● **WHAT TO PRODUCE**
Where does the word "ShipRegistry" appear in the data? Copy every line that holds it.

[Dataset entries]
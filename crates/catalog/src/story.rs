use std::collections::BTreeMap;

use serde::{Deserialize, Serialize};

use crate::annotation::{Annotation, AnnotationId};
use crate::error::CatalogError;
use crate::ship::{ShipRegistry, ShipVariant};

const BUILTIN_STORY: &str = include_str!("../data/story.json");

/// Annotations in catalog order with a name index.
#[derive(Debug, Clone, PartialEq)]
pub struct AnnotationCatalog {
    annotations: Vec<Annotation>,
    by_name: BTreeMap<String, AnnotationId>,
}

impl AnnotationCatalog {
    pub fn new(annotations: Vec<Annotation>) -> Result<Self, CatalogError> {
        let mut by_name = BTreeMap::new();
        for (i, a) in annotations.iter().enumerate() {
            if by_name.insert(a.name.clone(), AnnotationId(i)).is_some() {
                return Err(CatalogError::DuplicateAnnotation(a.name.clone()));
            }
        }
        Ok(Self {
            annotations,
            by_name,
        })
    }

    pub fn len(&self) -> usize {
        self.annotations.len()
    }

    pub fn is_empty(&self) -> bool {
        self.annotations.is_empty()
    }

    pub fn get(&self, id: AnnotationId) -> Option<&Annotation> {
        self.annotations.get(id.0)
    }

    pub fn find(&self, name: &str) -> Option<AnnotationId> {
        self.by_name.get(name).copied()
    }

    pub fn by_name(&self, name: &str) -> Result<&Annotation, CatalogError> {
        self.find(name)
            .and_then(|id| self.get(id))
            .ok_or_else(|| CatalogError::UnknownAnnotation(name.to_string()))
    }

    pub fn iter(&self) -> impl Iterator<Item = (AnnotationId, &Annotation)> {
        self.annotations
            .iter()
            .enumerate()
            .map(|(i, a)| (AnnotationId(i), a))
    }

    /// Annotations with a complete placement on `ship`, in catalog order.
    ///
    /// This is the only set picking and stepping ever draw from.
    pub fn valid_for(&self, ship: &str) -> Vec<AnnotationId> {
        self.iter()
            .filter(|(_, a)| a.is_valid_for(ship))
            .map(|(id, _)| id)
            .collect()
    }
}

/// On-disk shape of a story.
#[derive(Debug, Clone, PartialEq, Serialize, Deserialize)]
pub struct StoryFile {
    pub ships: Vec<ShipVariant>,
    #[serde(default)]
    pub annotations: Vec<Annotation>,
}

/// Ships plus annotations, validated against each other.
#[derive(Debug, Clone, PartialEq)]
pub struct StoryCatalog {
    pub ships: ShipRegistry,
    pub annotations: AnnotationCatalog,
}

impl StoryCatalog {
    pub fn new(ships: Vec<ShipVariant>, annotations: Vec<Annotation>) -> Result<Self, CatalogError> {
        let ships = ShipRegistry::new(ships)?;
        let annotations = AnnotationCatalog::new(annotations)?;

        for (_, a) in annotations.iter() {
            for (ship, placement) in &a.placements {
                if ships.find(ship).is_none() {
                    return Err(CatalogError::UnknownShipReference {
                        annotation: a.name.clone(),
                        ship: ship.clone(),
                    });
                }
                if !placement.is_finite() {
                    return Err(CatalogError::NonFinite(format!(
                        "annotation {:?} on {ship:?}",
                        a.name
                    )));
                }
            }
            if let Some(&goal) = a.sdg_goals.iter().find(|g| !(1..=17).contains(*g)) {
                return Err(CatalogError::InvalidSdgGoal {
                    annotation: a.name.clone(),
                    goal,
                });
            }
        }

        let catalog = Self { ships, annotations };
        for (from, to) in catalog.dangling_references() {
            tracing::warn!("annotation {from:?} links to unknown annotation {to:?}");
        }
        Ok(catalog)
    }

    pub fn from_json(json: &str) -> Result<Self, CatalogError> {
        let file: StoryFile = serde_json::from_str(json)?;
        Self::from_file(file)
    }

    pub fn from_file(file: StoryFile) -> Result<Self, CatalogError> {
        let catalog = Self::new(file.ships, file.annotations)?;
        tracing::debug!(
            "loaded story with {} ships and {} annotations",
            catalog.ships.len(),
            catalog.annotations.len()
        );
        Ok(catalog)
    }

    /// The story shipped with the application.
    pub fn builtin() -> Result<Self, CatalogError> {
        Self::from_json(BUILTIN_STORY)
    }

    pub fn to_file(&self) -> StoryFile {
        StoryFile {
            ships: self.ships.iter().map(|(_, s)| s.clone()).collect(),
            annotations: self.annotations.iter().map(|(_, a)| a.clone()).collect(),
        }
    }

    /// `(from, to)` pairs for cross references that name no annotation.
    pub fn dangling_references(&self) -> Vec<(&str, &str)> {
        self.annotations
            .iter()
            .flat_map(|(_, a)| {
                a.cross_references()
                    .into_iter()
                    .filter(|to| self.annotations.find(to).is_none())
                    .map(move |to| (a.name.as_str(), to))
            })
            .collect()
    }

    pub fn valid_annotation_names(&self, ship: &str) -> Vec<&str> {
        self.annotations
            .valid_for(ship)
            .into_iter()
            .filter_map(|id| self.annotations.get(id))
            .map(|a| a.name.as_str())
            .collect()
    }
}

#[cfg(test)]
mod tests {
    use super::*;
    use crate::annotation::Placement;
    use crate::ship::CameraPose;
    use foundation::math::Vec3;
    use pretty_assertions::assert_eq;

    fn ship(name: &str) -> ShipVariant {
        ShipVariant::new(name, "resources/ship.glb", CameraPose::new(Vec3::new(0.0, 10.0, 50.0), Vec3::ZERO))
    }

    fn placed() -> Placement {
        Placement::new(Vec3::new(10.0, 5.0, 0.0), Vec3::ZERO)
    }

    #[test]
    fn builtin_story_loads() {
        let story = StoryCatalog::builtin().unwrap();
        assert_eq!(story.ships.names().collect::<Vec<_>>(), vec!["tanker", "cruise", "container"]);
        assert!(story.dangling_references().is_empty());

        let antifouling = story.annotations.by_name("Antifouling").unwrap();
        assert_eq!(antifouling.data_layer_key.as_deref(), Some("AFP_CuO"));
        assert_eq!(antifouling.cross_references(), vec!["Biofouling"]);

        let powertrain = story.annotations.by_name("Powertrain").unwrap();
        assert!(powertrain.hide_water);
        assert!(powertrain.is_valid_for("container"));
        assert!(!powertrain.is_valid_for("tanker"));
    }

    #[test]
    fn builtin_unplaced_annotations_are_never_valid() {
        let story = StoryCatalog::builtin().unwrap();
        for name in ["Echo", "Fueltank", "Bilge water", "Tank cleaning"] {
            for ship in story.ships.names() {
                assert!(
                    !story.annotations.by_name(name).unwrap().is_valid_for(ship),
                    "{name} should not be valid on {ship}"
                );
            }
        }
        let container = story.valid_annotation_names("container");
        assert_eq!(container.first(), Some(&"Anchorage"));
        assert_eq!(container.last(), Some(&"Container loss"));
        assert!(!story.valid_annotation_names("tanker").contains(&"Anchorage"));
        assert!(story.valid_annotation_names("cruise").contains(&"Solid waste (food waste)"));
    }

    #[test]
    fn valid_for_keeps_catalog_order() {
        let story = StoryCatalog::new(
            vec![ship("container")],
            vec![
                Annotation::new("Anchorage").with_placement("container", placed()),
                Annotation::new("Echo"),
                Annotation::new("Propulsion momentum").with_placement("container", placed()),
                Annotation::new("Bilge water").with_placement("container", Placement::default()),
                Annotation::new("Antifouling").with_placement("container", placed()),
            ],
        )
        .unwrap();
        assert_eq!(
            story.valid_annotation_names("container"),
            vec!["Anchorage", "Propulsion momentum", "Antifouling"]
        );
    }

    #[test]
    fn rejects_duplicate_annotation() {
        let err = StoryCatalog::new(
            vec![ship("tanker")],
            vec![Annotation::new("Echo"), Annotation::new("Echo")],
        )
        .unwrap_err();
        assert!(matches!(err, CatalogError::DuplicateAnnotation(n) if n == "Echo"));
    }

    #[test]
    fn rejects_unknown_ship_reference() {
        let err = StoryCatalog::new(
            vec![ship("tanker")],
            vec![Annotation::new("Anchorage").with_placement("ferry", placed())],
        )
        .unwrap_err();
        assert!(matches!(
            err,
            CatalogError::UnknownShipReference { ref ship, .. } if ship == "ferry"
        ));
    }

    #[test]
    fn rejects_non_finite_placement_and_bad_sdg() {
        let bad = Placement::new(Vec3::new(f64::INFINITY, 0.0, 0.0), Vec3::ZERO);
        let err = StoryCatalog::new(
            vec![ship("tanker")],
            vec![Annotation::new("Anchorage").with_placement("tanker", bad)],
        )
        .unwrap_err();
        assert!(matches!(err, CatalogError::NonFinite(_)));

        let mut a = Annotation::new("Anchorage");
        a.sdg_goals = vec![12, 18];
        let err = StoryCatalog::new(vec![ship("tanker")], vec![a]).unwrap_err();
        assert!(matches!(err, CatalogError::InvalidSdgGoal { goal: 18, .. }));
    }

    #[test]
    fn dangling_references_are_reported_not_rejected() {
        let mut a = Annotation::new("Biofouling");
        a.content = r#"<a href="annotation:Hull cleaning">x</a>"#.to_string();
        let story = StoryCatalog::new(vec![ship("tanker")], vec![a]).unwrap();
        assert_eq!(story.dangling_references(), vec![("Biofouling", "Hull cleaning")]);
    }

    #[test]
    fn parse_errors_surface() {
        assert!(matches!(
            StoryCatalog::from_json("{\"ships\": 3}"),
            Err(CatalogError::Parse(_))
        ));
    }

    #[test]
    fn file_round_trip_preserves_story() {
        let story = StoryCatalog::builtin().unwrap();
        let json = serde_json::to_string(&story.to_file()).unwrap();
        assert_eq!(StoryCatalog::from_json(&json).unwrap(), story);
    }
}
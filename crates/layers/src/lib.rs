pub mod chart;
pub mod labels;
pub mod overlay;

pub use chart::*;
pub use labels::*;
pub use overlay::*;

● **WRITTEN REPLY**
use crate::ship::{ShipRegistry, ShipVariant};
    pub ships: ShipRegistry,
        let ships = ShipRegistry::new(ships)?;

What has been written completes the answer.